Alfred Tarski

Alfred Tarski, né le 14 janvier 1902 à Varsovie et mort le 26 octobre 1983 à Berkeley en Californie était un logicien et un philosophe polonais.

Éléments biographiques

Après avoir reçu une excellente éducation générale (qui comprenait, outre les matières habituelles, le russe, l’allemand, le français, le grec ancien et le latin) et fait un court service militaire dans l’armée polonaise, Alfred Teitelbaum intègre en 1918 l’université de Varsovie récemment ouverte. Converti au catholicisme, il prend le nom de Tarski en 1923, alors qu’il avait déjà publié sous son premier nom. Il soutient, également en 1923, sa thèse de doctorat (sous la direction de Stanislaw Lesniewski), consacrée à la théorie des ensembles. Il publie un texte avec Stefan Banach qui contient ce qu’on a appelé par la suite le paradoxe de Banach-Tarski.

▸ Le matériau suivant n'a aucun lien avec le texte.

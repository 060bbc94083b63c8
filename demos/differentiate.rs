use symdiff::{DifferentiationError, Expression};
use tracing_subscriber::EnvFilter;

fn main() {
    // set RUST_LOG=debug to see each differentiation request
    let filter = EnvFilter::try_from_default_env()
        .unwrap_or_else(|_| EnvFilter::new("warn"));

    tracing_subscriber::fmt()
        .with_env_filter(filter)
        .with_writer(std::io::stderr)
        .init();

    let x = Expression::x;
    let c = Expression::constant;

    // f(x) = (x^2 + 3x) * sin(x)
    let f = (x().pow(c(2.0)) + c(3.0) * x()) * x().sin();
    report("f", &f, 2.0);

    // the power rule only works with constant exponents
    let g = x().pow(x());
    report("g", &g, 2.0);
}

fn report(name: &str, expr: &Expression, sample: f64) {
    println!("{}(x) = {}", name, expr);

    match expr.derivative() {
        Ok(derivative) => println!("{}'(x) = {}", name, derivative),
        Err(e @ DifferentiationError::NonConstantExponent { .. }) => {
            eprintln!("Unable to differentiate {}: {}", name, e);
        },
    }

    println!("{}({}) = {}", name, sample, expr.evaluate(sample));
}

Dans les années 1922-1925, Tarski enseigne à l’Institut pédagogique de Varsovie, puis est ensuite nommé privat docent de mathématiques et de logique à l’Université de Varsovie ; plus tard il devient assistant de Jan Lukasiewicz. N’ayant cependant pas réussi à obtenir un poste à plein temps à cette même université, il enseigne parallèlement les mathématiques dans un des lycées de Varsovie. Il épouse Maria Witkowska en juin 1929. Il séjourne ensuite à Vienne en 1930 et, pour quelques mois encore, en 1935. Pendant cette période, il publie (en 1933) son article probablement le plus important, Pojęcie prawdy w językach nauk dedukcyjnych (Le concept de vérité dans les langues des sciences déductives, Prace Towarzystwa Naukowego Warszawskiego, Wydzial III Nauk Matematyczno-Fizycznych 34, Varsovie).

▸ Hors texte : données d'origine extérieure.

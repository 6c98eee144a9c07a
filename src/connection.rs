//! Connection manager: owns the single persistent WebSocket to the arena
//! server, with a bounded, cancellable reconnection policy.
//!
//! ## Design
//! - One background task per `connect()` runs the whole connect → drive →
//!   reconnect loop; at most one task (and therefore one socket) is alive
//!   at a time.
//! - Decoded inbound frames and lifecycle signals flow upward over one
//!   unbounded mpsc channel in exact transport order — never reordered,
//!   coalesced, or dropped once decoded. Undecodable frames are logged and
//!   discarded here.
//! - `disconnect()` flips a watch flag observed by every suspension point
//!   (connect attempt, socket loop, reconnect sleep); it is the only
//!   cancellation primitive and also stops autonomous reconnects. Each
//!   spawned loop owns its own flag, so a later `connect()` can never
//!   un-cancel a loop that is already winding down.

use std::sync::{Arc, Mutex, MutexGuard};
use std::time::Duration;

use futures_util::{SinkExt, StreamExt};
use tokio::net::TcpStream;
use tokio::sync::{mpsc, watch};
use tokio_tungstenite::tungstenite::Message as WsMessage;
use tokio_tungstenite::{connect_async, MaybeTlsStream, WebSocketStream};
use tracing::{debug, info, warn};

use crate::error::Error;
use crate::protocol::{self, ClientCommand, ServerEvent};

// ---------------------------------------------------------------------------
// Public types
// ---------------------------------------------------------------------------

/// Connectivity state, independent of the session lifecycle.
#[derive(Debug, Clone, Copy, PartialEq, Eq)]
pub enum ConnectionStatus {
    Disconnected,
    Connecting,
    Connected,
    /// Terminal: the reconnect budget is exhausted. Cleared by a fresh
    /// `connect()`.
    Failed,
}

impl std::fmt::Display for ConnectionStatus {
    fn fmt(&self, f: &mut std::fmt::Formatter<'_>) -> std::fmt::Result {
        match self {
            ConnectionStatus::Disconnected => write!(f, "disconnected"),
            ConnectionStatus::Connecting => write!(f, "connecting"),
            ConnectionStatus::Connected => write!(f, "connected"),
            ConnectionStatus::Failed => write!(f, "failed"),
        }
    }
}

/// Connection knobs. Defaults mirror the arena's reference client:
/// 5 reconnect attempts, 3 s apart.
#[derive(Debug, Clone)]
pub struct ConnectionConfig {
    /// WebSocket endpoint, e.g. `ws://localhost:8000/ws/arena`.
    pub url: String,
    pub max_reconnect_attempts: u32,
    pub reconnect_delay: Duration,
}

impl ConnectionConfig {
    pub fn new(url: impl Into<String>) -> Self {
        ConnectionConfig {
            url: url.into(),
            max_reconnect_attempts: 5,
            reconnect_delay: Duration::from_millis(3000),
        }
    }
}

/// What the manager surfaces upward, in exact transport order.
#[derive(Debug, Clone, PartialEq)]
pub enum ConnectionEvent {
    Opened,
    Closed,
    /// Terminal failure after the retry budget ran out.
    Failed { reason: String },
    /// One successfully decoded inbound frame.
    Event(ServerEvent),
}

// ---------------------------------------------------------------------------
// Reconnect policy
// ---------------------------------------------------------------------------

/// Bounded retry: a close consumes one attempt while budget remains;
/// a successful open refunds the whole budget.
#[derive(Debug)]
pub struct ReconnectPolicy {
    max_attempts: u32,
    delay: Duration,
    attempts: u32,
}

impl ReconnectPolicy {
    pub fn new(max_attempts: u32, delay: Duration) -> Self {
        ReconnectPolicy { max_attempts, delay, attempts: 0 }
    }

    /// Called when the transport opens.
    pub fn reset(&mut self) {
        self.attempts = 0;
    }

    /// Called when the transport closes: `Some(delay)` schedules one
    /// reconnect and increments the counter; `None` means the budget is
    /// exhausted and the manager must settle in Failed.
    pub fn next_delay(&mut self) -> Option<Duration> {
        if self.attempts >= self.max_attempts {
            None
        } else {
            self.attempts += 1;
            Some(self.delay)
        }
    }

    pub fn attempts(&self) -> u32 {
        self.attempts
    }
}

// ---------------------------------------------------------------------------
// Manager
// ---------------------------------------------------------------------------

type OutboundSlot = Arc<Mutex<Option<mpsc::UnboundedSender<String>>>>;

/// One spawned connection loop and the shutdown flag that cancels it.
/// The flag is created per loop: once `true` it stays `true`.
struct LoopHandle {
    join: tokio::task::JoinHandle<()>,
    shutdown_tx: watch::Sender<bool>,
}

/// Owns the one underlying transport handle. No other component reads or
/// writes the socket directly.
pub struct ConnectionManager {
    config: ConnectionConfig,
    status: Arc<Mutex<ConnectionStatus>>,
    last_error: Arc<Mutex<Option<String>>>,
    events_tx: mpsc::UnboundedSender<ConnectionEvent>,
    /// Present only while a socket is up; dropping it severs `send`.
    outbound: OutboundSlot,
    task: Mutex<Option<LoopHandle>>,
}

impl ConnectionManager {
    /// Create a manager and the ordered channel its events arrive on.
    pub fn new(config: ConnectionConfig) -> (Self, mpsc::UnboundedReceiver<ConnectionEvent>) {
        let (events_tx, events_rx) = mpsc::unbounded_channel();
        let manager = ConnectionManager {
            config,
            status: Arc::new(Mutex::new(ConnectionStatus::Disconnected)),
            last_error: Arc::new(Mutex::new(None)),
            events_tx,
            outbound: Arc::new(Mutex::new(None)),
            task: Mutex::new(None),
        };
        (manager, events_rx)
    }

    pub fn status(&self) -> ConnectionStatus {
        *lock(&self.status)
    }

    /// Most recent transport error cause, if any.
    pub fn last_error(&self) -> Option<String> {
        lock(&self.last_error).clone()
    }

    /// Start (or restart after Failed/Disconnected) the connection loop.
    /// Idempotent: a call while a loop is already alive is a no-op, so
    /// concurrent connects never create a second underlying socket.
    pub fn connect(&self) {
        let mut task = lock(&self.task);
        if let Some(handle) = task.as_ref() {
            if !handle.join.is_finished() {
                debug!("connect() while loop alive; ignoring");
                return;
            }
        }
        let (shutdown_tx, shutdown_rx) = watch::channel(false);
        *lock(&self.status) = ConnectionStatus::Connecting;
        *task = Some(LoopHandle {
            join: tokio::spawn(run_loop(
                self.config.clone(),
                Arc::clone(&self.status),
                Arc::clone(&self.last_error),
                self.events_tx.clone(),
                Arc::clone(&self.outbound),
                shutdown_rx,
            )),
            shutdown_tx,
        });
    }

    /// Send one command to the peer. Valid only while Connected; otherwise
    /// the command is dropped and an error reported — nothing is buffered
    /// across disconnects.
    pub fn send(&self, command: &ClientCommand) -> Result<(), Error> {
        let status = self.status();
        if status != ConnectionStatus::Connected {
            return Err(Error::NotConnected { status: status.to_string() });
        }
        let sent = lock(&self.outbound)
            .as_ref()
            .map(|tx| tx.send(protocol::encode(command)).is_ok())
            .unwrap_or(false);
        if sent {
            Ok(())
        } else {
            Err(Error::NotConnected { status: status.to_string() })
        }
    }

    /// Explicit cancellation path, invokable from any state: stops any
    /// pending reconnect timer, closes the socket if open, and settles in
    /// Disconnected. The manager will not reconnect on its own afterwards.
    pub async fn disconnect(&self) {
        let handle = lock(&self.task).take();
        if let Some(handle) = handle {
            let _ = handle.shutdown_tx.send(true);
            let _ = handle.join.await;
        }
        *lock(&self.status) = ConnectionStatus::Disconnected;
    }
}

// ---------------------------------------------------------------------------
// Connection loop
// ---------------------------------------------------------------------------

async fn run_loop(
    config: ConnectionConfig,
    status: Arc<Mutex<ConnectionStatus>>,
    last_error: Arc<Mutex<Option<String>>>,
    events_tx: mpsc::UnboundedSender<ConnectionEvent>,
    outbound: OutboundSlot,
    mut shutdown_rx: watch::Receiver<bool>,
) {
    let mut policy =
        ReconnectPolicy::new(config.max_reconnect_attempts, config.reconnect_delay);

    loop {
        *lock(&status) = ConnectionStatus::Connecting;

        let attempt = tokio::select! {
            res = connect_async(config.url.as_str()) => res,
            _ = shutdown_requested(&mut shutdown_rx) => {
                *lock(&status) = ConnectionStatus::Disconnected;
                return;
            }
        };

        match attempt {
            Ok((socket, _response)) => {
                info!(url = %config.url, "websocket connected");
                // The outbound lane must exist before Opened is observable,
                // so a send() racing the event cannot miss it.
                let (out_tx, out_rx) = mpsc::unbounded_channel::<String>();
                *lock(&outbound) = Some(out_tx);
                *lock(&status) = ConnectionStatus::Connected;
                policy.reset();
                let _ = events_tx.send(ConnectionEvent::Opened);

                let shutdown =
                    drive_socket(socket, out_rx, &events_tx, &last_error, &mut shutdown_rx).await;

                *lock(&outbound) = None;
                *lock(&status) = ConnectionStatus::Disconnected;
                let _ = events_tx.send(ConnectionEvent::Closed);
                if shutdown {
                    return;
                }
            }
            Err(e) => {
                // Failed while Connecting counts as a close for the policy.
                warn!(url = %config.url, error = %e, "websocket connect failed");
                *lock(&last_error) = Some(e.to_string());
                *lock(&status) = ConnectionStatus::Disconnected;
                let _ = events_tx.send(ConnectionEvent::Closed);
            }
        }

        match policy.next_delay() {
            Some(delay) => {
                info!(
                    attempt = policy.attempts(),
                    max = config.max_reconnect_attempts,
                    "reconnecting after {:?}",
                    delay
                );
                tokio::select! {
                    _ = tokio::time::sleep(delay) => {}
                    _ = shutdown_requested(&mut shutdown_rx) => {
                        *lock(&status) = ConnectionStatus::Disconnected;
                        return;
                    }
                }
            }
            None => {
                let reason = lock(&last_error)
                    .clone()
                    .unwrap_or_else(|| "reconnect budget exhausted".to_string());
                warn!(reason = %reason, "giving up on reconnect");
                *lock(&status) = ConnectionStatus::Failed;
                let _ = events_tx.send(ConnectionEvent::Failed { reason });
                return;
            }
        }
    }
}

/// Pump one live socket until it closes or shutdown is requested.
/// Returns true when the exit was a requested shutdown.
async fn drive_socket(
    socket: WebSocketStream<MaybeTlsStream<TcpStream>>,
    mut out_rx: mpsc::UnboundedReceiver<String>,
    events_tx: &mpsc::UnboundedSender<ConnectionEvent>,
    last_error: &Arc<Mutex<Option<String>>>,
    shutdown_rx: &mut watch::Receiver<bool>,
) -> bool {
    let (mut sink, mut stream) = socket.split();

    loop {
        tokio::select! {
            frame = stream.next() => match frame {
                Some(Ok(WsMessage::Text(text))) => match protocol::decode(&text) {
                    // Forwarded in arrival order; the channel preserves it.
                    Ok(event) => { let _ = events_tx.send(ConnectionEvent::Event(event)); }
                    Err(e) => warn!(error = %e, "dropping undecodable frame"),
                },
                Some(Ok(WsMessage::Close(_))) | None => return false,
                Some(Ok(_)) => {} // binary / ping / pong
                Some(Err(e)) => {
                    // The error is the cause; the stream ending right after
                    // is what drives the state transition.
                    *lock(last_error) = Some(e.to_string());
                    return false;
                }
            },
            Some(text) = out_rx.recv() => {
                if sink.send(WsMessage::Text(text)).await.is_err() {
                    return false;
                }
            }
            _ = shutdown_requested(shutdown_rx) => {
                // Commands accepted before the flag flipped are still queued
                // here; flush them so an Ok from send() means the frame left.
                while let Ok(text) = out_rx.try_recv() {
                    if sink.send(WsMessage::Text(text)).await.is_err() {
                        return true;
                    }
                }
                let _ = sink.send(WsMessage::Close(None)).await;
                return true;
            }
        }
    }
}

/// Resolves once the shutdown flag is (or becomes) true.
async fn shutdown_requested(rx: &mut watch::Receiver<bool>) {
    loop {
        if *rx.borrow_and_update() {
            return;
        }
        if rx.changed().await.is_err() {
            // Manager dropped; stop the loop.
            return;
        }
    }
}

fn lock<T>(mutex: &Mutex<T>) -> MutexGuard<'_, T> {
    match mutex.lock() {
        Ok(guard) => guard,
        Err(poisoned) => poisoned.into_inner(),
    }
}

// ---------------------------------------------------------------------------
// Tests
// ---------------------------------------------------------------------------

Proche du Cercle de Vienne, il fait partie de École de Lvov-Varsovie, comme beaucoup de ses professeurs de l’Université de Varsovie. Il tente sans succès d’obtenir le poste de professeur à l’Université de Lvov. Tarski, qui séjourne aux États-Unis depuis août 1939, est surpris par la déclaration de guerre, et décide d’y rester. Sa femme et ses enfants l’y rejoignent, grâce à l’aide d’amis européens. Le reste de sa parentèle meurt dans les camps nazis. Après avoir enseigné dans plusieurs universités, Tarski obtient un poste permanent à l’université de Berkeley en Californie en 1942. Il voyage beaucoup : en 1950 – il donne des cours à l’University College de Londres et en 1955 à l’Institut Henri-Poincaré de Paris.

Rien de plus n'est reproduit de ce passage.